PG 14.4 Release, Subscription Skip, Using Schemas, Open Source Citus

In this episode of Scaling Postgres, we discuss a PG 14.4 release, how to skip transactions with logical replication, how to use schemas and Citus going fully open source.

Content Discussed

YouTube Video

Podcast Audio

Transcript

All right. I hope you, your friends, family, and coworkers continue to do well. Our first piece of content is "PostgreSQL 14.4 Released!". This is from postgresql.org, and this has been an issue we've discussed in the last couple of episodes of Scaling Postgres. There is a bug, since the release of Postgres 14, that can affect indexes that are built concurrently or reindexed concurrently. So there is a potential for a corruption issue to happen. So this release does resolve that issue and they again restate. Here is how you can check for corruption using the pg_amcheck capability. But if you do have corruption, what you basically need to do is rebuild those indexes by just re-indexing concurrently now, because now it should work successfully. You can do that individually, by database, by schema, and there's even this reindexdb command you can use that does the entire cluster concurrently. You can specify a number of jobs to do it faster. But if you want to learn more, go ahead and check out this blog post.

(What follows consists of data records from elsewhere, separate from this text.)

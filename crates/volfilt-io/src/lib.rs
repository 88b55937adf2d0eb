#![deny(missing_docs)]
#![doc = env!("CARGO_PKG_DESCRIPTION")]

/// Error types for I/O operations.
///
/// Defines [`IoError`] variants for file access, header parsing and payload failures.
pub mod error;

/// Raw volume container reading and writing.
///
/// A JSON header next to a little endian `u16` payload.
/// See [`raw::read_raw_series`] and [`raw::write_raw_series`].
pub mod raw;

/// Slice series assembly.
///
/// Stacks per-slice `u16` planes into a volume and estimates the physical spacing.
pub mod series;

/// Internal utility functions for sample byte conversion.
mod conv_utils;

pub use crate::error::IoError;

The next piece of content- "Addressing logical replication conflicts using ALTER SUBSCRIPTION SKIP". This is from postgresql.fastware.com, and there was a previous article released about two weeks ago talking about a way to skip over transactions during logical replication. In that post, they talked about using pg_replication_origin_advance, and this does have some risks associated with it. However, there's this new feature being added to PostgreSQL 15 called ALTER SUBSCRIPTION SKIP, and it actually makes it easier and safer to skip over particular transactions. So this is definitely an interesting blog post to check out. Now, this is very similar to the one that was presented in Scaling Postgres a couple of weeks ago. So I would probably go back and review episode 218, or you could just look at the previous blog post with regard to this. But basically, they set up a subscription and the source table did not have a unique constraint on an ID. They put a unique constraint on the destination.

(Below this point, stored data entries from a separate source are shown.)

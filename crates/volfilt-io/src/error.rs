use volfilt_volume::VolumeError;

/// An error type for the io module.
#[derive(thiserror::Error, Debug)]
pub enum IoError {
    /// Error when the file does not exist.
    #[error("File does not exist: {0}")]
    FileDoesNotExist(std::path::PathBuf),

    /// Error to open the file.
    #[error("Failed to manipulate the file. {0}")]
    FileError(#[from] std::io::Error),

    /// Error to parse or write the container header.
    #[error("Failed to process the volume header. {0}")]
    HeaderError(#[from] serde_json::Error),

    /// The payload does not hold one `u16` per sample of the header size.
    #[error("Payload has {0} bytes, expected {1}")]
    InvalidPayloadLength(usize, usize),

    /// Error to create the volume.
    #[error("Failed to create volume. {0}")]
    VolumeCreationError(#[from] VolumeError),
}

So basically they're going to hit an error where they're going to send a duplicate, and they put disable_on_erro_=true for the subscription. So basically the subscription will disable itself if it runs into an error. So they process some transactions on the source database. All these IDs were entered. It hits the conflict on the destination database, and you can only see that 5 and 1 were inserted, all the rest were not. So they're going to continue sending data to it by skipping over a transaction. Now, the logs give you some important detail in that it tells you where the transaction finished. So this is the LSN of the finished transaction. So that's what you want to use in the ALTER SUBSCRIPTION SKIP. So basically you reference your subscription and you give it the LSN that it finished at. Now if you look at the subscription at this point, you see the subscription skip LSN is located here and you can see that the subscription is disabled because the sub enabled says false.

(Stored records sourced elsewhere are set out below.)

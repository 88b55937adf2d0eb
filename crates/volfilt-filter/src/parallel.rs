use rayon::prelude::*;

/// Number of samples from which [`ExecutionStrategy::Auto`] switches to parallel execution.
pub const AUTO_PARALLEL_THRESHOLD: usize = 100_000;

/// Controls how the per-row sweeps of a filter are executed.
#[derive(Debug, Clone, Copy, PartialEq, Eq, Default)]
pub enum ExecutionStrategy {
    /// Run sequentially on the current thread.
    ///
    /// Useful for small volumes, debugging, or when the overhead of parallelization
    /// outweighs the benefits.
    Serial,

    /// Use the global Rayon thread pool to process rows in parallel.
    Parallel,

    /// Parallel for volumes with at least [`AUTO_PARALLEL_THRESHOLD`] samples, serial otherwise.
    #[default]
    Auto,
}

impl ExecutionStrategy {
    /// Whether a sweep over `num_samples` samples runs on the thread pool.
    pub fn is_parallel(&self, num_samples: usize) -> bool {
        match self {
            ExecutionStrategy::Serial => false,
            ExecutionStrategy::Parallel => true,
            ExecutionStrategy::Auto => num_samples >= AUTO_PARALLEL_THRESHOLD,
        }
    }
}

/// Apply `f` to every row of `dst` with the given strategy.
///
/// `dst` is split into consecutive rows of `row_len` elements and `f` receives
/// the row index together with the mutable row. Each row is visited exactly
/// once, so the result does not depend on the strategy.
pub fn for_each_row_with<T, F>(dst: &mut [T], row_len: usize, strategy: ExecutionStrategy, f: F)
where
    T: Send,
    F: Fn(usize, &mut [T]) + Send + Sync,
{
    if row_len == 0 {
        return;
    }

    if strategy.is_parallel(dst.len()) {
        dst.par_chunks_exact_mut(row_len)
            .enumerate()
            .for_each(|(idx, row)| f(idx, row));
    } else {
        dst.chunks_exact_mut(row_len)
            .enumerate()
            .for_each(|(idx, row)| f(idx, row));
    }
}

#[cfg(test)]
mod tests {
    use super::*;

    #[test]
    fn test_is_parallel() {
        assert!(!ExecutionStrategy::Serial.is_parallel(usize::MAX));
        assert!(ExecutionStrategy::Parallel.is_parallel(1));
        assert!(!ExecutionStrategy::Auto.is_parallel(AUTO_PARALLEL_THRESHOLD - 1));
        assert!(ExecutionStrategy::Auto.is_parallel(AUTO_PARALLEL_THRESHOLD));
    }

    #[test]
    fn test_for_each_row_serial_and_parallel() {
        for strategy in [ExecutionStrategy::Serial, ExecutionStrategy::Parallel] {
            let mut dst = vec![0usize; 6];
            for_each_row_with(&mut dst, 2, strategy, |r, row| {
                row.iter_mut().enumerate().for_each(|(c, v)| *v = r * 10 + c);
            });
            assert_eq!(dst, vec![0, 1, 10, 11, 20, 21]);
        }
    }

    #[test]
    fn test_for_each_row_serial_stays_on_caller() {
        let mut dst = vec![0u8; 2 * AUTO_PARALLEL_THRESHOLD];
        for_each_row_with(&mut dst, 64, ExecutionStrategy::Serial, |_, row| {
            assert!(rayon::current_thread_index().is_none());
            row.fill(1);
        });
        assert!(dst.iter().all(|v| *v == 1));

        for_each_row_with(&mut dst, 64, ExecutionStrategy::Parallel, |_, row| {
            assert!(rayon::current_thread_index().is_some());
            row.fill(2);
        });
        assert!(dst.iter().all(|v| *v == 2));
    }

    #[test]
    fn test_for_each_row_empty_row() {
        let mut dst = vec![1u8; 4];
        for_each_row_with(&mut dst, 0, ExecutionStrategy::Serial, |_, row| row.fill(0));
        assert_eq!(dst, vec![1, 1, 1, 1]);
    }
}
use volfilt_volume::{Axis, Volume, VolumeError, VolumeSize};

use crate::{
    border::BorderMode,
    parallel::{for_each_row_with, ExecutionStrategy},
};

/// Represents 3D padding with per-axis amounts (in samples).
///
/// Each amount is added on both sides of its axis.
#[derive(Debug, Clone, Copy, PartialEq, Eq, Default)]
pub struct Padding3D {
    /// Amount of padding above and below every slice (axis 0).
    pub rows: usize,
    /// Amount of padding left and right of every row (axis 1).
    pub cols: usize,
    /// Amount of padding before the first and after the last slice (axis 2).
    pub depth: usize,
}

impl Padding3D {
    /// Padding of `amount` along `axis` only.
    pub fn along(axis: Axis, amount: usize) -> Self {
        match axis {
            Axis::Row => Padding3D {
                rows: amount,
                ..Default::default()
            },
            Axis::Col => Padding3D {
                cols: amount,
                ..Default::default()
            },
            Axis::Depth => Padding3D {
                depth: amount,
                ..Default::default()
            },
        }
    }

    /// Size of a volume of `size` after applying this padding.
    pub fn padded_size(&self, size: VolumeSize) -> VolumeSize {
        VolumeSize {
            depth: size.depth + 2 * self.depth,
            height: size.height + 2 * self.rows,
            width: size.width + 2 * self.cols,
        }
    }

    /// Size of a volume of `size` after applying this padding, or `None` on overflow.
    pub fn checked_padded_size(&self, size: VolumeSize) -> Option<VolumeSize> {
        let grow = |extent: usize, pad: usize| pad.checked_mul(2)?.checked_add(extent);
        Some(VolumeSize {
            depth: grow(size.depth, self.depth)?,
            height: grow(size.height, self.rows)?,
            width: grow(size.width, self.cols)?,
        })
    }

    /// Validates that a new volume size correctly matches the expected dimensions
    /// after applying this padding to an existing volume.
    ///
    /// # Example
    /// ```rust
    /// use volfilt_volume::VolumeSize;
    /// use volfilt_filter::padding::Padding3D;
    ///
    /// let padding = Padding3D { rows: 1, cols: 2, depth: 0 };
    /// let old_size = VolumeSize { depth: 3, height: 4, width: 4 };
    /// let new_size = VolumeSize { depth: 3, height: 6, width: 8 };
    ///
    /// assert!(padding.validate_size(old_size, new_size));
    /// ```
    pub fn validate_size(&self, old_size: VolumeSize, new_size: VolumeSize) -> bool {
        self.padded_size(old_size) == new_size
    }
}

impl TryFrom<&[usize]> for Padding3D {
    type Error = VolumeError;

    /// Build the padding from `[rows, cols]` or `[rows, cols, depth]`.
    ///
    /// A missing depth amount means no depth padding. Extra values are ignored.
    fn try_from(pads: &[usize]) -> Result<Self, Self::Error> {
        match pads {
            [rows, cols] => Ok(Padding3D {
                rows: *rows,
                cols: *cols,
                depth: 0,
            }),
            [rows, cols, depth, ..] => Ok(Padding3D {
                rows: *rows,
                cols: *cols,
                depth: *depth,
            }),
            _ => Err(VolumeError::InvalidPadding(pads.len())),
        }
    }
}

/// Pads the rows and columns of one slice into `dst`.
///
/// `dst` must hold `(rows + 2 * pad_rows) * (cols + 2 * pad_cols)` samples and,
/// for the constant mode, must already be filled with the fill value.
fn pad_slice_into(
    src: &[f64],
    rows: usize,
    cols: usize,
    dst: &mut [f64],
    pad_rows: usize,
    pad_cols: usize,
    border: BorderMode,
) {
    let new_cols = cols + 2 * pad_cols;

    for (y, dst_row) in dst.chunks_exact_mut(new_cols).enumerate() {
        let src_y = y as isize - pad_rows as isize;
        let inside = src_y >= 0 && (src_y as usize) < rows;

        if let BorderMode::Constant(_) = border {
            if inside {
                let start = src_y as usize * cols;
                dst_row[pad_cols..pad_cols + cols].copy_from_slice(&src[start..start + cols]);
            }
            continue;
        }

        let start = border.map_index(src_y, rows) * cols;
        let src_row = &src[start..start + cols];

        let (left, rest) = dst_row.split_at_mut(pad_cols);
        let (center, right) = rest.split_at_mut(cols);
        center.copy_from_slice(src_row);

        left.iter_mut().enumerate().for_each(|(x, v)| {
            *v = src_row[border.map_index(x as isize - pad_cols as isize, cols)];
        });

        right.iter_mut().enumerate().for_each(|(x, v)| {
            *v = src_row[border.map_index((cols + x) as isize, cols)];
        });
    }
}

/// Creates a new volume with a halo of `padding` samples around it.
///
/// Every slice is first padded along rows and columns; the depth halo is then
/// made of whole padded slices, either filled with the constant value or
/// copied from the slice the border mode resolves to.
///
/// # Arguments
///
/// * `src` - The source volume to pad.
/// * `padding` - The amount of padding per axis defined in [`Padding3D`].
/// * `border` - The border handling defined in [`BorderMode`].
///
/// Slices are padded on the thread pool for large volumes, see
/// [`pad3d_with_strategy`] to choose the execution.
///
/// # Errors
///
/// * [`VolumeError::EmptyVolume`] if `src` holds no samples.
/// * [`VolumeError::SizeOverflow`] if the padded size does not fit in memory indices.
///
/// # Example
///
/// ```rust
/// use volfilt_volume::{Volume, VolumeSize};
/// use volfilt_filter::{border::BorderMode, padding::{pad3d, Padding3D}};
///
/// let src = Volume::new(VolumeSize { depth: 1, height: 1, width: 2 }, vec![1.0, 2.0]).unwrap();
///
/// let dst = pad3d(&src, Padding3D { rows: 0, cols: 1, depth: 1 }, BorderMode::Replicate).unwrap();
///
/// assert_eq!(dst.size(), VolumeSize { depth: 3, height: 1, width: 4 });
/// assert_eq!(dst.slice_data(0).unwrap(), &[1.0, 1.0, 2.0, 2.0]);
/// ```
pub fn pad3d(
    src: &Volume<f64>,
    padding: Padding3D,
    border: BorderMode,
) -> Result<Volume<f64>, VolumeError> {
    pad3d_with_strategy(src, padding, border, ExecutionStrategy::Auto)
}

/// Creates a new volume with a halo of `padding` samples around it, with an
/// explicit execution strategy for the per-slice padding.
///
/// See [`pad3d`].
pub fn pad3d_with_strategy(
    src: &Volume<f64>,
    padding: Padding3D,
    border: BorderMode,
    strategy: ExecutionStrategy,
) -> Result<Volume<f64>, VolumeError> {
    if src.is_empty() {
        return Err(VolumeError::EmptyVolume);
    }

    let old_size = src.size();
    let new_size = padding
        .checked_padded_size(old_size)
        .filter(|size| size.checked_num_samples().is_some())
        .ok_or(VolumeError::SizeOverflow(old_size))?;

    let fill = border.fill_value().unwrap_or_default();
    let mut dst = Volume::from_size_val(new_size, fill);

    let old_slice_len = old_size.slice_len();
    let new_slice_len = new_size.slice_len();
    let center_offset = padding.depth * new_slice_len;

    // pad the rows and columns of every source slice
    let src_data = src.as_slice();
    for_each_row_with(
        &mut dst.as_slice_mut()[center_offset..center_offset + old_size.depth * new_slice_len],
        new_slice_len,
        strategy,
        |z, dst_slice| {
            pad_slice_into(
                &src_data[z * old_slice_len..(z + 1) * old_slice_len],
                old_size.height,
                old_size.width,
                dst_slice,
                padding.rows,
                padding.cols,
                border,
            );
        },
    );

    if let BorderMode::Constant(_) = border {
        return Ok(dst);
    }

    // front and back slices, copied from already padded slices
    let dst_data = dst.as_slice_mut();
    let halo = (0..padding.depth).chain(padding.depth + old_size.depth..new_size.depth);
    for z in halo {
        let src_z = border.map_index(z as isize - padding.depth as isize, old_size.depth);
        let src_start = (padding.depth + src_z) * new_slice_len;
        dst_data.copy_within(src_start..src_start + new_slice_len, z * new_slice_len);
    }

    Ok(dst)
}

/// Pads the rows and columns of every slice of `src`, leaving the depth untouched.
///
/// # Errors
///
/// Returns [`VolumeError::EmptyVolume`] if `src` holds no samples.
pub fn pad2d(
    src: &Volume<f64>,
    pad_rows: usize,
    pad_cols: usize,
    border: BorderMode,
) -> Result<Volume<f64>, VolumeError> {
    pad3d(
        src,
        Padding3D {
            rows: pad_rows,
            cols: pad_cols,
            depth: 0,
        },
        border,
    )
}

/// Extracts the central block of a padded volume, undoing [`pad3d`].
///
/// # Errors
///
/// Returns [`VolumeError::PaddingTooLarge`] if the padding does not fit in `src`.
pub fn crop3d(src: &Volume<f64>, padding: Padding3D) -> Result<Volume<f64>, VolumeError> {
    let size = src.size();
    if size.depth < 2 * padding.depth
        || size.height < 2 * padding.rows
        || size.width < 2 * padding.cols
    {
        return Err(VolumeError::PaddingTooLarge(size));
    }

    let new_size = VolumeSize {
        depth: size.depth - 2 * padding.depth,
        height: size.height - 2 * padding.rows,
        width: size.width - 2 * padding.cols,
    };

    let mut data = Vec::with_capacity(new_size.num_samples());
    let src_data = src.as_slice();
    for z in padding.depth..padding.depth + new_size.depth {
        for y in padding.rows..padding.rows + new_size.height {
            let start = (z * size.height + y) * size.width + padding.cols;
            data.extend_from_slice(&src_data[start..start + new_size.width]);
        }
    }

    Volume::new(new_size, data)
}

You then go ahead and enable the subscription. Now when you look at that table, you'll see it skipped over the transactions that were inserting more rows, but it just inserted the final row here. So it did skip over one transaction. And when you look at the subscription again, you can see it's enabled and that there is no skip LSN. Then you can see information in the logs about this being completed successfully and then they talk about the safeguards that were added to make this a lot safer than trying to advance the LSN yourself. So definitely a great feature coming in Postgres 15 and I wonder why they didn't mention that in the previous post that hey, you can use this technique, but hey, here's a better way to do it. But definitely check out this blog post if you want to learn more.

The next piece of content- "Using Postgres Schemas". This is from aaronoellis.com and they're talking about schemas. So basically schemas are basically a namespace for objects in a database. Tables and indexes can fit within a particular schema within a database and you can have multiple schemas. So they're just like namespaces. And it's interesting, I haven't seen a lot of schema use with Postgres clients. Almost all the consulting clients I deal with are only using the public schema. Whereas my experience with Microsoft, SQL Server and Oracle, there's a lot more schema use. I think part of it is I think Oracle creates a schema for each user. So it basically already has this namespace schema area for each user.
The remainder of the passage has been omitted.